Which lines of the data include the string "PartialEq"? List them all.

━━━━━ Record excerpts

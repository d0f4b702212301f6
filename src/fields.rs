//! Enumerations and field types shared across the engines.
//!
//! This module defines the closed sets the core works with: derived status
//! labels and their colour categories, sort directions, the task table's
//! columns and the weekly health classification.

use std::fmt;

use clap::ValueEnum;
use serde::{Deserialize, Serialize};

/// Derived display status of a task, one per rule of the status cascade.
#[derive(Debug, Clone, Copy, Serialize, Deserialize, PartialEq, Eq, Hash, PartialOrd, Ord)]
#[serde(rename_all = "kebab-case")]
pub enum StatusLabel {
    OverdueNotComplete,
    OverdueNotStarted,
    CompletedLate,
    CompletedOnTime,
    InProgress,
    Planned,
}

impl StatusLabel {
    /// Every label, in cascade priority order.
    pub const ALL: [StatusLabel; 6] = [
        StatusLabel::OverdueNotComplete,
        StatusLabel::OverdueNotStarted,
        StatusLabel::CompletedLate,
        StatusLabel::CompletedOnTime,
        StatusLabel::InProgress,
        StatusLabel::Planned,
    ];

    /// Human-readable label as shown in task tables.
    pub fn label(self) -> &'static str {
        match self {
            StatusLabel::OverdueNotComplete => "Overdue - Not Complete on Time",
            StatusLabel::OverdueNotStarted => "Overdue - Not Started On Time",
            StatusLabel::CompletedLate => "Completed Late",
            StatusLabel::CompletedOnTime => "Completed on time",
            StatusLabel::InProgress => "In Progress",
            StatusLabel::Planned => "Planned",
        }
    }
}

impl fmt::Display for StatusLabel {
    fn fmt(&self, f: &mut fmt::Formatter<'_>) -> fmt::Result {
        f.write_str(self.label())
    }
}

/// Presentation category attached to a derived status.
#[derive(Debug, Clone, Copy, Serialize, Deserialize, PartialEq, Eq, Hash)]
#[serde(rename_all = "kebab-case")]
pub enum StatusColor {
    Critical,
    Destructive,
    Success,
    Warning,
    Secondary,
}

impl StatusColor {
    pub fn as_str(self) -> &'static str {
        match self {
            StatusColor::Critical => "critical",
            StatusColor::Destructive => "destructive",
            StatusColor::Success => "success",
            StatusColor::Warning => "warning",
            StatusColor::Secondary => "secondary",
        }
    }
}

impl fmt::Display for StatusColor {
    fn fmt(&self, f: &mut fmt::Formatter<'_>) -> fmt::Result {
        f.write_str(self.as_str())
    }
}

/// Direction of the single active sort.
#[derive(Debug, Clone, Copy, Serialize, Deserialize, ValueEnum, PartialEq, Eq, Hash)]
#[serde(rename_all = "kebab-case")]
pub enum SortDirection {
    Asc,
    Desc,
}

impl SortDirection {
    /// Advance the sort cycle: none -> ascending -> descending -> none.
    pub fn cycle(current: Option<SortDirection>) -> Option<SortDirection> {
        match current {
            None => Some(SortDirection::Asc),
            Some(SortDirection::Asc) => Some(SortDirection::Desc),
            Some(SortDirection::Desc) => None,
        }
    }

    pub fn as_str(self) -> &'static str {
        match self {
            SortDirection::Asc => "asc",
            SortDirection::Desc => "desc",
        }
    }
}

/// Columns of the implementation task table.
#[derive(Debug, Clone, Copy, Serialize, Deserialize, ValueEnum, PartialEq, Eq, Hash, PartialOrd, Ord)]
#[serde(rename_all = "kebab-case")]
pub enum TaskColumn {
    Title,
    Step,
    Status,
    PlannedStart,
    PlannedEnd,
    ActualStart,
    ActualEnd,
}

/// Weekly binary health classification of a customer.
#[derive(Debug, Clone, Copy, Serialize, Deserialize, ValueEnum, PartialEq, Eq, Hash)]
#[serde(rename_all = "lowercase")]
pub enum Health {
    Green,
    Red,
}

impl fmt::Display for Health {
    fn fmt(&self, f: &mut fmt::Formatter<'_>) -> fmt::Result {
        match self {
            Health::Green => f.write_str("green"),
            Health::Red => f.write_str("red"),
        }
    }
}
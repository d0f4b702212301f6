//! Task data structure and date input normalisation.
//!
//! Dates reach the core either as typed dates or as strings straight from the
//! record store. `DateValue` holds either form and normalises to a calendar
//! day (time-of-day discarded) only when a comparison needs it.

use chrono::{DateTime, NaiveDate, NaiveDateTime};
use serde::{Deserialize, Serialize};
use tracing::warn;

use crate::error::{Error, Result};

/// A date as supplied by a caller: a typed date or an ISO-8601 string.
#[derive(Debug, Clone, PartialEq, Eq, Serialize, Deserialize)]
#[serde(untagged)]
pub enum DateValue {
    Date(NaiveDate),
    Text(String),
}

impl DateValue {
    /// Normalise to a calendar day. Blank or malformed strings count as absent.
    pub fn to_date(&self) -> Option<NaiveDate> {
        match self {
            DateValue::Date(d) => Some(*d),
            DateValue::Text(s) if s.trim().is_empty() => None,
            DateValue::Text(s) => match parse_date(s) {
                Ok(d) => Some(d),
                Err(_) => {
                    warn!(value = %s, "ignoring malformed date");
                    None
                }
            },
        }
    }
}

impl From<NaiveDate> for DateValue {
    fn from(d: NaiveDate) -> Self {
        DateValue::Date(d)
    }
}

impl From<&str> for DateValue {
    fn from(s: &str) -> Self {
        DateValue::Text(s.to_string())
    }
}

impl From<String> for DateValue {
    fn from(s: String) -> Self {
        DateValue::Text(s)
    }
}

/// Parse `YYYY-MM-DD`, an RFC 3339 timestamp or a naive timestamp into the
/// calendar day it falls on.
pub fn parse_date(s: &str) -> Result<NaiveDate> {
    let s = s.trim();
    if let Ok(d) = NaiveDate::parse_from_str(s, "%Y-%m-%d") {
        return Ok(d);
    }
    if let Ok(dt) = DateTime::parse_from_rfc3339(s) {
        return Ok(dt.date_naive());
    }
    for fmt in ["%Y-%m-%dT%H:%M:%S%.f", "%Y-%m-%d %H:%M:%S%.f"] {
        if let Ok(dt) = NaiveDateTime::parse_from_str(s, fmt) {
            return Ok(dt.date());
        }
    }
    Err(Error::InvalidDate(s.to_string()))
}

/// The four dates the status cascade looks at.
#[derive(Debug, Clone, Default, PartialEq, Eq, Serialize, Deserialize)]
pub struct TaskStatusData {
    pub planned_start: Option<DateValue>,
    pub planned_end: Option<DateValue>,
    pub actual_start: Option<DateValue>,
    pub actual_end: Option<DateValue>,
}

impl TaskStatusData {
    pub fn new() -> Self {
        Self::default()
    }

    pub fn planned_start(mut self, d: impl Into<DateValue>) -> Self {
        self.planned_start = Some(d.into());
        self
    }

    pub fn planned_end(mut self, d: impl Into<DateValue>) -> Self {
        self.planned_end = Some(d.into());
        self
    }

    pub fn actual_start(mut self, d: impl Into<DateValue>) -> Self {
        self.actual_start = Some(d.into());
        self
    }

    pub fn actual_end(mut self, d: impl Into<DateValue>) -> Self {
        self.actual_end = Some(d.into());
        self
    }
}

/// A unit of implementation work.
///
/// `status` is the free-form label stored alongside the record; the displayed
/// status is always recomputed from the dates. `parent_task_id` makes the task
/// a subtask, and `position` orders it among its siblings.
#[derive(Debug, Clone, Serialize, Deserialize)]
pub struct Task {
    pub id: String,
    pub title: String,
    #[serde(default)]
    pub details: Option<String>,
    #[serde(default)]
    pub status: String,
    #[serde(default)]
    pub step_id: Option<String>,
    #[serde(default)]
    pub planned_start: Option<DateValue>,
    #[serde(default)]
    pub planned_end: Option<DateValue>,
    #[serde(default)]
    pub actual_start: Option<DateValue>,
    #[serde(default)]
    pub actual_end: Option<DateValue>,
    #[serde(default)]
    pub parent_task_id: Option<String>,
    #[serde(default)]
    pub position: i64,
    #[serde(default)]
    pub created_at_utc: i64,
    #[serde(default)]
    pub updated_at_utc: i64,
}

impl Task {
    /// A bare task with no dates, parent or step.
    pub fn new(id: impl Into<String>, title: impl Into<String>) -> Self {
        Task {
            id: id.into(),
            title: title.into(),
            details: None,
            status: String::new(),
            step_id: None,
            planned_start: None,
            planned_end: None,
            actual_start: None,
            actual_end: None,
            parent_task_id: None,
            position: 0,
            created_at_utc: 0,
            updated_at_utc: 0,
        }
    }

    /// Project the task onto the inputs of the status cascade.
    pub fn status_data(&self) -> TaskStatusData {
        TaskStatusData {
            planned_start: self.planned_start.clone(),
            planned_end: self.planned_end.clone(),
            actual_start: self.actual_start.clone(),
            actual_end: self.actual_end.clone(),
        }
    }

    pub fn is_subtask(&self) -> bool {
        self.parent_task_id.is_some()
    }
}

━━━━━━━━━━

▶ [Answer area]:
#[derive(Debug, Clone, Copy, Serialize, Deserialize, PartialEq, Eq, Hash, PartialOrd, Ord)]
#[derive(Debug, Clone, Copy, Serialize, Deserialize, PartialEq, Eq, Hash)]
#[derive(Debug, Clone, Copy, Serialize, Deserialize, ValueEnum, PartialEq, Eq, Hash)]
#[derive(Debug, Clone, Copy, Serialize, Deserialize, ValueEnum, PartialEq, Eq, Hash, PartialOrd, Ord)]
#[derive(Debug, Clone, Copy, Serialize, Deserialize, ValueEnum, PartialEq, Eq, Hash)]
#[derive(Debug, Clone, PartialEq, Eq, Serialize, Deserialize)]
#[derive(Debug, Clone, Default, PartialEq, Eq, Serialize, Deserialize)]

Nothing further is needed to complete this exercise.